И мы приходим к термину, который, на наш взгляд, характеризует современного «цивилизованного» человека в совокупности происшедших с ним изменений – судя по всему, необратимых. (Другое дело, что Господь «дождь посылает» и на него). Это homo curtatus — человек укороченный. У него есть душа, есть совесть, он бывает способен к высоким чувствам и совсем необязательно находится только «в плену потребления». Он не замечает своей обезбоженности, ибо вырос в обезбоженном мире и живет себе в нем. Для него религия — лишь одна из тем музейной экскурсии. Мы не знаем, что и как спросит с него милосердный Господь. По нелукавству, так, видимо. Но мы знаем, что с нас Он спросит — за «самоукорачивание».

Фильм Тарантино

Речь пойдет здесь о фильме Квентина Тарантино «Однажды в Голливуде», недавно прошедшем в российском прокате и имевшем невообразимый успех. Последнее было столь заметным, каждый из нас так хорошо знаком с этим по своим знакомым, что нет нужды приводить цифры и давать тому описание. Все же стоит напомнить как содержание фильма (более подробно читатель может узнать его здесь), так и реальную историю, имевшую место в Голливуде летом 1969 года.

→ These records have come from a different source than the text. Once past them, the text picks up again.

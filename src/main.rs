/*
main.rs

Copyright 2025 Hervé Quatremain

This file is part of Escaperoom.

Escaperoom is free software: you can redistribute it and/or modify it under the
terms of the GNU General Public License as published by the Free Software
Foundation, either version 3 of the License, or (at your option) any later
version.

Escaperoom is distributed in the hope that it will be useful, but WITHOUT ANY
WARRANTY; without even the implied warranty of MERCHANTABILITY or FITNESS FOR
A PARTICULAR PURPOSE. See the GNU General Public License for more details.

You should have received a copy of the GNU General Public License along with
Escaperoom. If not, see <https://www.gnu.org/licenses/>.

SPDX-License-Identifier: GPL-3.0-or-later
*/

mod application;
mod cli_options;
mod config;
mod draw;
mod generator;
mod highscores;
mod puzzles;
mod saver;
mod session;
mod stopwatch;
mod text_input;

use std::io;
use std::path::PathBuf;
use std::process::ExitCode;

use self::application::EscaperoomApplication;
use self::cli_options::Command;

fn main() -> ExitCode {
    let data_dir: PathBuf = match cli_options::parse() {
        Command::Exit(ret) => return ExitCode::from(ret),
        Command::Play { data_dir } => data_dir,
    };

    let mut app: EscaperoomApplication = match EscaperoomApplication::new(data_dir) {
        Ok(app) => app,
        Err(error) => {
            eprintln!("Error: {error}");
            return ExitCode::FAILURE;
        }
    };

    let stdin: io::Stdin = io::stdin();
    let mut stdout: io::Stdout = io::stdout();
    match app.run(stdin.lock(), &mut stdout) {
        Ok(()) => ExitCode::SUCCESS,
        Err(error) => {
            eprintln!("Error: {error}");
            ExitCode::FAILURE
        }
    }
}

Начнем с последней. В конце 1960-х годов некий Чарльз Мэнсон, уже не раз побывавший к тому времени в тюрьме, создал «Семью» хиппи, весьма многочисленную, для которой он был не просто главой, но и духовным вождем. Мэнсон утверждал, что сочетает в себе и Сатану, и Христа. С августа 1968 года «Семья» проживала на ранчо в окрестностях Лос-Анжелеса по разрешению хозяина ранчо. Претендуя на «подготовку» конца света, Мэнсон и сам совершал, и приказывал «детям» совершать любого рода преступления, связанные, понятно, с добычей денег, но зачастую имевшие инфернальный характер. Наиболее знаменитым из них явилось то, с которым соотнесен фильм Тарантино. Ночью 8 августа 1969 года четверо людей, мужчина и три девушки, пробрались в дом, где жила актриса Шэрон Тейт, супруга кинорежиссера Романа Полански, находившаяся на 9-м месяце беременности и принимавшая у себя в ту ночь троих гостей — двоих мужчин и женщину. Полански не было. Преступники потребовали денег и поучили все, что можно было. Затем они связали Тейт и ее гостей и самым зверским образом всех убили.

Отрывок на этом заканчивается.